The problem comes in the next stage, when you do the formula that tells you what to offer. Imagining that the ARV of the property is $70,000, you do this math:
$70,000 X.7 -$2,500 in repair costs $46,500 sale price
Which means that you might offer $38,000 for the property.
The problem is, you SHOULD HAVE done the math this way:
$70,000 X.7 -$15,000 $34,000
Which means your MAO is more like $26,000.
The mistake in logic is simple: you used the after-repaired value (which is the correct thing to do) to start, but then didn’t actually account for all the repairs that would put the property into true after-repaired condition. As a result, you didn’t leave the buyer the 30% or so in potential equity, because when your buyer (in example A) does the $2500 in minimal repairs, he still has another $12,500 to spend to stabilize the house. He’ll be “all in” for $51,000 on a $70,000 house, which is clearly too much.
It’s NOT Ok to say, “but my buyer won’t do that work, he’s kind of a slum lord”. It doesn’t matter whether the work WILL be done, it matters that it MUST be done in order to bring the property into after-repaired condition.

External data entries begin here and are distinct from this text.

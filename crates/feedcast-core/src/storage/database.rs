use sqlx::sqlite::{
    SqliteConnectOptions, SqliteJournalMode, SqlitePoolOptions, SqliteSynchronous,
};
use sqlx::{Pool, Sqlite};
use std::str::FromStr;
use std::time::Duration;

use crate::config::AppConfig;
use crate::Result;

/// Database connection pool wrapper
#[derive(Clone)]
pub struct Database {
    pool: Pool<Sqlite>,
}

impl Database {
    /// Create a new database connection and run migrations
    pub async fn new(config: &AppConfig) -> Result<Self> {
        let db_path = config.database_path();

        // Ensure the data directory exists
        if let Some(parent) = db_path.parent() {
            std::fs::create_dir_all(parent)?;
        }

        let db_url = format!("sqlite:{}", db_path.display());

        tracing::info!("Connecting to database: {}", db_path.display());

        // Per-connection options so every connection in the pool has
        // the same settings. foreign_keys must be on for the
        // sources -> articles cascade.
        let options = SqliteConnectOptions::from_str(&db_url)?
            .create_if_missing(true)
            .journal_mode(SqliteJournalMode::Wal)
            .synchronous(SqliteSynchronous::Normal)
            .foreign_keys(true)
            .busy_timeout(Duration::from_secs(10));

        let pool = SqlitePoolOptions::new()
            .max_connections(10)
            .acquire_timeout(Duration::from_secs(10))
            .connect_with(options)
            .await?;

        let db = Self { pool };
        db.run_migrations().await?;

        Ok(db)
    }

    /// Create an in-memory database for testing
    #[cfg(test)]
    pub async fn new_in_memory() -> Result<Self> {
        let options = SqliteConnectOptions::from_str("sqlite::memory:")?.foreign_keys(true);

        let pool = SqlitePoolOptions::new()
            .max_connections(1)
            .connect_with(options)
            .await?;

        let db = Self { pool };
        db.run_migrations().await?;

        Ok(db)
    }

    /// Run database migrations
    async fn run_migrations(&self) -> Result<()> {
        tracing::info!("Running database migrations...");

        sqlx::query(MIGRATION_001_SOURCES).execute(&self.pool).await?;

        sqlx::query(MIGRATION_002_ARTICLES)
            .execute(&self.pool)
            .await?;

        sqlx::query(MIGRATION_INDEXES).execute(&self.pool).await?;

        tracing::info!("Database migrations completed");
        Ok(())
    }

    /// Get the connection pool
    pub fn pool(&self) -> &Pool<Sqlite> {
        &self.pool
    }
}

const MIGRATION_001_SOURCES: &str = r#"
CREATE TABLE IF NOT EXISTS sources (
    id TEXT PRIMARY KEY,
    name TEXT NOT NULL,
    feed_url TEXT NOT NULL UNIQUE,
    priority INTEGER NOT NULL DEFAULT 0,
    created_at DATETIME NOT NULL DEFAULT CURRENT_TIMESTAMP
)
"#;

const MIGRATION_002_ARTICLES: &str = r#"
CREATE TABLE IF NOT EXISTS articles (
    id TEXT PRIMARY KEY,
    source_id TEXT NOT NULL REFERENCES sources(id) ON DELETE CASCADE,
    title TEXT NOT NULL,
    link TEXT NOT NULL,
    content_text TEXT,
    summary TEXT,
    published_at DATETIME NOT NULL,
    created_at DATETIME NOT NULL DEFAULT CURRENT_TIMESTAMP,
    posted_at DATETIME,
    UNIQUE(source_id, link)
)
"#;

const MIGRATION_INDEXES: &str = r#"
CREATE INDEX IF NOT EXISTS idx_articles_source_id ON articles(source_id);
CREATE INDEX IF NOT EXISTS idx_articles_pending ON articles(posted_at, published_at)
"#;
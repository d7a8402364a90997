mod article_repo;
mod database;
mod source_repo;

pub use article_repo::ArticleRepository;
pub use database::Database;
pub use source_repo::SourceRepository;
use anyhow::Result;

use feedcast_core::{scheduler::fetch_all_sources, storage::Database, AppConfig};

pub async fn run(db: &Database, config: &AppConfig) -> Result<()> {
    println!("Running fetch sweep...\n");

    let new_articles = fetch_all_sources(db, config).await?;

    println!("\nSweep complete. {} new articles stored.", new_articles);

    Ok(())
}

Evaluate your potential deals right, and you’ll make the right offers. Make the right offers, and you’ll sell your deals and make the profit you’re here for.
Thanks Vena,
The 39.97 is well worth it!
Robert
Detroit
In the first example, mathematically, why would the offer price be $38k, and not $46,500?
And in the second, “correct” example, why would the offer price be $26k and not $34k?
Is there a mathematical reason, or it is just because you chose to start low and negotiate up if the homeowner wants to?
I thought the offer price is always ARV X .7 – repair costs = MAO
Todd–
that’s your SALE price, not your OFFER price. the additional reduction is for wholesalers looking to build in a profit.
Oops, disregard that last message, I just finished the chapter in your wholesaling book about MAO. My assignment fee is the difference there.